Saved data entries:
------------------------------------------------------------
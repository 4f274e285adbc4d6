//! Run configuration.
//!
//! One YAML file describes a whole run: the key space to collect, the point
//! to extract, and where everything lives. Both services load the same file
//! so the downloader and the extractor always agree on names and bands.

use std::collections::HashSet;
use std::path::{Path, PathBuf};

use chrono::{FixedOffset, NaiveDate, NaiveTime};
use serde::{Deserialize, Serialize};
use tracing::debug;

use crate::band::{Band, Segment};
use crate::error::{CommonError, CommonResult};
use crate::key::ProductSpec;

const MINUTES_PER_DAY: u32 = 24 * 60;

/// Root configuration loaded from a run YAML file.
#[derive(Debug, Clone, Serialize, Deserialize)]
pub struct RunConfig {
    pub period: PeriodConfig,
    #[serde(default)]
    pub product: ProductSpec,
    pub bands: Vec<Band>,
    /// Segments to collect; defaults to every segment of the product
    #[serde(default)]
    pub segments: Vec<Segment>,
    pub target: TargetConfig,
    #[serde(default)]
    pub output: OutputConfig,
    #[serde(default)]
    pub storage: StorageConfig,
    #[serde(default)]
    pub remote: RemoteConfig,
    #[serde(default)]
    pub decoder: DecoderConfig,
}

/// Date range and sampling cadence.
#[derive(Debug, Clone, Serialize, Deserialize)]
pub struct PeriodConfig {
    /// First day (inclusive)
    pub start: NaiveDate,
    /// Last day (inclusive)
    pub end: NaiveDate,
    /// Minutes between observations
    #[serde(default = "default_cadence")]
    pub cadence_minutes: u32,
    /// Optional UTC time-of-day window applied to every day
    #[serde(default)]
    pub window: Option<TimeWindow>,
}

fn default_cadence() -> u32 {
    10
}

/// Inclusive time-of-day window, written as `hh:mm`.
#[derive(Debug, Clone, Copy, PartialEq, Eq, Serialize, Deserialize)]
pub struct TimeWindow {
    #[serde(with = "hhmm")]
    pub from: NaiveTime,
    #[serde(with = "hhmm")]
    pub to: NaiveTime,
}

impl TimeWindow {
    pub fn contains(&self, time: NaiveTime) -> bool {
        self.from <= time && time <= self.to
    }
}

mod hhmm {
    use chrono::NaiveTime;
    use serde::{Deserialize, Deserializer, Serializer};

    pub fn serialize<S: Serializer>(time: &NaiveTime, serializer: S) -> Result<S::Ok, S::Error> {
        serializer.serialize_str(&time.format("%H:%M").to_string())
    }

    pub fn deserialize<'de, D: Deserializer<'de>>(deserializer: D) -> Result<NaiveTime, D::Error> {
        let s = String::deserialize(deserializer)?;
        NaiveTime::parse_from_str(&s, "%H:%M").map_err(serde::de::Error::custom)
    }
}

/// The single point of interest.
#[derive(Debug, Clone, Copy, PartialEq, Serialize, Deserialize)]
pub struct TargetConfig {
    pub latitude: f64,
    pub longitude: f64,
}

/// What to do with a group the decoder could not load at all.
#[derive(Debug, Clone, Copy, PartialEq, Eq, Default, Serialize, Deserialize)]
#[serde(rename_all = "snake_case")]
pub enum DecodeFailurePolicy {
    /// Emit no record for the group
    #[default]
    Skip,
    /// Emit a record with every band missing
    EmitMissing,
}

/// Output table settings.
#[derive(Debug, Clone, Serialize, Deserialize)]
#[serde(default)]
pub struct OutputConfig {
    pub path: PathBuf,
    /// Convert brightness temperatures from Kelvin to Celsius
    pub celsius: bool,
    /// Offset of the local reference time from UTC (Philippine time is +8)
    pub local_offset_hours: i32,
    /// Text written for a missing band value
    pub null_marker: String,
    pub decode_failure: DecodeFailurePolicy,
}

impl Default for OutputConfig {
    fn default() -> Self {
        Self {
            path: PathBuf::from("himawari_point.csv"),
            celsius: false,
            local_offset_hours: 8,
            null_marker: String::new(),
            decode_failure: DecodeFailurePolicy::default(),
        }
    }
}

/// Local directories.
#[derive(Debug, Clone, Serialize, Deserialize)]
#[serde(default)]
pub struct StorageConfig {
    /// Directory holding downloaded artifacts
    pub local_root: PathBuf,
    /// Parent of the per-group decompression directories
    pub work_root: Option<PathBuf>,
}

impl Default for StorageConfig {
    fn default() -> Self {
        Self {
            local_root: PathBuf::from("data/himawari"),
            work_root: None,
        }
    }
}

impl StorageConfig {
    /// Work root, defaulting to `temp_processing` under the artifact directory.
    pub fn work_root(&self) -> PathBuf {
        self.work_root
            .clone()
            .unwrap_or_else(|| self.local_root.join("temp_processing"))
    }
}

/// Remote bucket and fetch behaviour.
#[derive(Debug, Clone, Serialize, Deserialize)]
#[serde(default)]
pub struct RemoteConfig {
    pub bucket: String,
    pub region: String,
    /// Custom endpoint (e.g. a local MinIO mirror); None uses AWS
    pub endpoint: Option<String>,
    /// Maximum concurrent fetches
    pub max_concurrent: usize,
    /// Retries for transport failures (not-found is never retried)
    pub max_retries: u32,
    /// First retry delay, doubles each attempt
    pub initial_retry_delay_ms: u64,
    pub max_retry_delay_ms: u64,
    pub request_timeout_secs: u64,
}

impl Default for RemoteConfig {
    fn default() -> Self {
        Self {
            bucket: "noaa-himawari9".to_string(),
            region: "us-east-1".to_string(),
            endpoint: None,
            max_concurrent: 8,
            max_retries: 3,
            initial_retry_delay_ms: 500,
            max_retry_delay_ms: 30_000,
            request_timeout_secs: 120,
        }
    }
}

/// External decoder program.
#[derive(Debug, Clone, Serialize, Deserialize)]
#[serde(default)]
pub struct DecoderConfig {
    pub program: Option<PathBuf>,
    pub args: Vec<String>,
    /// Seconds one decode may take before the program is killed
    pub timeout_secs: u64,
}

impl Default for DecoderConfig {
    fn default() -> Self {
        Self {
            program: None,
            args: Vec::new(),
            timeout_secs: 600,
        }
    }
}

impl RunConfig {
    /// Load a run configuration from a YAML file.
    pub fn load(path: &Path) -> CommonResult<Self> {
        let content = std::fs::read_to_string(path)?;
        let config = Self::from_yaml(&content)?;
        debug!(path = %path.display(), "Loaded run config");
        Ok(config)
    }

    /// Parse a run configuration; empty segment lists expand to all segments.
    pub fn from_yaml(content: &str) -> CommonResult<Self> {
        let mut config: RunConfig = serde_yaml::from_str(content)?;
        if config.segments.is_empty() {
            config.segments = Segment::all(config.product.segment_total);
        }
        Ok(config)
    }

    /// Reject configurations that cannot describe a run. Called before any
    /// work starts; these are the only fatal errors of a run.
    pub fn validate(&self) -> CommonResult<()> {
        let invalid = |msg: String| Err(CommonError::InvalidConfig(msg));

        if self.period.start > self.period.end {
            return invalid(format!(
                "start date {} is after end date {}",
                self.period.start, self.period.end
            ));
        }
        let cadence = self.period.cadence_minutes;
        if cadence == 0 || MINUTES_PER_DAY % cadence != 0 {
            return invalid(format!("cadence of {} minutes does not divide a day", cadence));
        }
        if let Some(window) = &self.period.window {
            if window.from > window.to {
                return invalid(format!(
                    "time window starts at {} after it ends at {}",
                    window.from, window.to
                ));
            }
        }

        if self.bands.is_empty() {
            return invalid("band set is empty".to_string());
        }
        let mut seen = HashSet::new();
        for band in &self.bands {
            if !seen.insert(band) {
                return invalid(format!("band {} listed twice", band));
            }
        }

        if self.segments.is_empty() {
            return invalid("segment set is empty".to_string());
        }
        let total = self.product.segment_total;
        if let Some(seg) = self.segments.iter().find(|s| s.number() > total) {
            return invalid(format!("segment {} exceeds segment total {}", seg, total));
        }

        let TargetConfig { latitude, longitude } = self.target;
        if !(-90.0..=90.0).contains(&latitude) {
            return invalid(format!("latitude {} out of range", latitude));
        }
        if !(-180.0..=180.0).contains(&longitude) {
            return invalid(format!("longitude {} out of range", longitude));
        }

        if self.decoder.timeout_secs == 0 {
            return invalid("decoder timeout must be at least 1 second".to_string());
        }
        if self.remote.max_concurrent == 0 {
            return invalid("max_concurrent must be at least 1".to_string());
        }
        if self.local_offset().is_none() {
            return invalid(format!(
                "local offset of {} hours is not a valid UTC offset",
                self.output.local_offset_hours
            ));
        }

        Ok(())
    }

    /// Local reference offset; None if out of range.
    pub fn local_offset(&self) -> Option<FixedOffset> {
        self.output
            .local_offset_hours
            .checked_mul(3600)
            .and_then(FixedOffset::east_opt)
    }
}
------------------------------------------------------------
YOUR ASSIGNMENT
Check each line of the entries above for the word "seen". List the ones that have it.

RESULT OF THE EXERCISE
        let mut seen = HashSet::new();
            if !seen.insert(band) {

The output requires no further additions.